== Activity ==
Copy each line below in which the string "CapabilityRegistry" occurs.

── Information

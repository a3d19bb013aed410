//! Advertising identity resolution.
//!
//! Resolution branches on the hardware vendor, classified once from the
//! manufacturer field. Amazon devices expose the identifier and the opt-out
//! flag in the secure settings store; everything else goes through the
//! optional advertising-identifier service. Both paths degrade to the
//! default identity (no id, tracking not limited) on any failure.

use serde::Deserialize;
use serde_json::Value;
use tracing::warn;

use dc_common::AdvertisingIdentity;

use crate::capability::{service_names, CapabilityRegistry, Probe};
use crate::platform::{Platform, SecureSettings};

/// Manufacturer string that selects the settings-store path. Exact match.
pub const AMAZON_MANUFACTURER: &str = "Amazon";

/// Secure settings key for the advertising identifier.
pub const SETTING_ADVERTISING_ID: &str = "advertising_id";

/// Secure settings key for the opt-out flag (1 means limited).
pub const SETTING_LIMIT_AD_TRACKING: &str = "limit_ad_tracking";

/// Hardware vendor classification, derived once from the manufacturer.
#[derive(Debug, Clone, Copy, PartialEq, Eq)]
pub enum Vendor {
    /// Amazon device: settings-store resolution, no service probe.
    Amazon,
    /// Any other vendor: resolution through the optional service.
    Other,
}

impl Vendor {
    pub fn classify(manufacturer: &str) -> Self {
        if manufacturer == AMAZON_MANUFACTURER {
            Vendor::Amazon
        } else {
            Vendor::Other
        }
    }
}

/// Resolve the advertising identifier and opt-out flag for the device.
pub fn resolve_advertising_identity(
    platform: &dyn Platform,
    vendor: Vendor,
) -> AdvertisingIdentity {
    match vendor {
        Vendor::Amazon => settings_identity(platform.secure_settings()),
        Vendor::Other => probed_identity(platform.capabilities()),
    }
}

/// Amazon path: direct settings reads. A missing key yields the default.
fn settings_identity(settings: &dyn SecureSettings) -> AdvertisingIdentity {
    AdvertisingIdentity {
        id: settings.string_value(SETTING_ADVERTISING_ID),
        limit_ad_tracking: settings.int_value(SETTING_LIMIT_AD_TRACKING).unwrap_or(0) == 1,
    }
}

#[derive(Debug, Deserialize)]
struct AdvertisingPayload {
    id: Option<String>,
    #[serde(default)]
    limit_ad_tracking: bool,
}

/// Generic path: probe the advertising-identifier service.
fn probed_identity(registry: &CapabilityRegistry) -> AdvertisingIdentity {
    match registry.invoke_optional(service_names::ADVERTISING_ID, &Value::Null) {
        Probe::Success(value) => match serde_json::from_value::<AdvertisingPayload>(value) {
            Ok(payload) => AdvertisingIdentity {
                id: payload.id,
                limit_ad_tracking: payload.limit_ad_tracking,
            },
            Err(err) => {
                warn!(error = %err, "malformed advertising identity payload");
                AdvertisingIdentity::default()
            }
        },
        // Absence and failure are already logged by the registry.
        Probe::NotFound | Probe::Failed(_) => AdvertisingIdentity::default(),
    }
}

#[cfg(test)]
mod tests {
    use super::*;
    use crate::mock_platform::{MockCapability, MockPlatform};
    use dc_common::Error;
    use serde_json::json;

    #[test]
    fn test_vendor_classify_exact_match() {
        assert_eq!(Vendor::classify("Amazon"), Vendor::Amazon);
        assert_eq!(Vendor::classify("amazon"), Vendor::Other);
        assert_eq!(Vendor::classify("Amazon Lab126"), Vendor::Other);
        assert_eq!(Vendor::classify("Google"), Vendor::Other);
    }

    #[test]
    fn test_amazon_path_reads_settings() {
        let platform = MockPlatform::builder()
            .manufacturer("Amazon")
            .setting_string(SETTING_ADVERTISING_ID, "fire-ad-id")
            .setting_int(SETTING_LIMIT_AD_TRACKING, 1)
            .build();
        let identity = resolve_advertising_identity(&platform, Vendor::Amazon);
        assert_eq!(identity.id.as_deref(), Some("fire-ad-id"));
        assert!(identity.limit_ad_tracking);
    }

    #[test]
    fn test_amazon_path_missing_settings() {
        let platform = MockPlatform::builder().manufacturer("Amazon").build();
        let identity = resolve_advertising_identity(&platform, Vendor::Amazon);
        assert_eq!(identity, AdvertisingIdentity::default());
    }

    #[test]
    fn test_amazon_path_never_probes() {
        let platform = MockPlatform::builder()
            .manufacturer("Amazon")
            .capability(
                service_names::ADVERTISING_ID,
                MockCapability::returning(json!({"id": "should-not-be-read"})),
            )
            .build();
        resolve_advertising_identity(&platform, Vendor::Amazon);
        assert_eq!(
            platform.capability_calls(service_names::ADVERTISING_ID),
            0
        );
    }

    #[test]
    fn test_probed_path_success() {
        let platform = MockPlatform::builder()
            .capability(
                service_names::ADVERTISING_ID,
                MockCapability::returning(json!({
                    "id": "gads-id-9",
                    "limit_ad_tracking": true,
                })),
            )
            .build();
        let identity = resolve_advertising_identity(&platform, Vendor::Other);
        assert_eq!(identity.id.as_deref(), Some("gads-id-9"));
        assert!(identity.limit_ad_tracking);
    }

    #[test]
    fn test_probed_path_service_absent() {
        let platform = MockPlatform::builder().build();
        let identity = resolve_advertising_identity(&platform, Vendor::Other);
        assert_eq!(identity, AdvertisingIdentity::default());
    }

    #[test]
    fn test_probed_path_service_failure() {
        let platform = MockPlatform::builder()
            .capability(
                service_names::ADVERTISING_ID,
                MockCapability::failing(Error::CapabilityInvocationFailed {
                    service: service_names::ADVERTISING_ID.into(),
                    reason: "remote exception".into(),
                }),
            )
            .build();
        let identity = resolve_advertising_identity(&platform, Vendor::Other);
        assert_eq!(identity, AdvertisingIdentity::default());
    }

    #[test]
    fn test_probed_path_malformed_payload() {
        let platform = MockPlatform::builder()
            .capability(
                service_names::ADVERTISING_ID,
                MockCapability::returning(json!([1, 2, 3])),
            )
            .build();
        let identity = resolve_advertising_identity(&platform, Vendor::Other);
        assert_eq!(identity, AdvertisingIdentity::default());
    }

    #[test]
    fn test_probed_path_flag_defaults_false() {
        let platform = MockPlatform::builder()
            .capability(
                service_names::ADVERTISING_ID,
                MockCapability::returning(json!({"id": "gads-id-9"})),
            )
            .build();
        let identity = resolve_advertising_identity(&platform, Vendor::Other);
        assert_eq!(identity.id.as_deref(), Some("gads-id-9"));
        assert!(!identity.limit_ad_tracking);
    }
}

────

== Result of the exercise ==
use crate::capability::{service_names, CapabilityRegistry, Probe};
fn probed_identity(registry: &CapabilityRegistry) -> AdvertisingIdentity {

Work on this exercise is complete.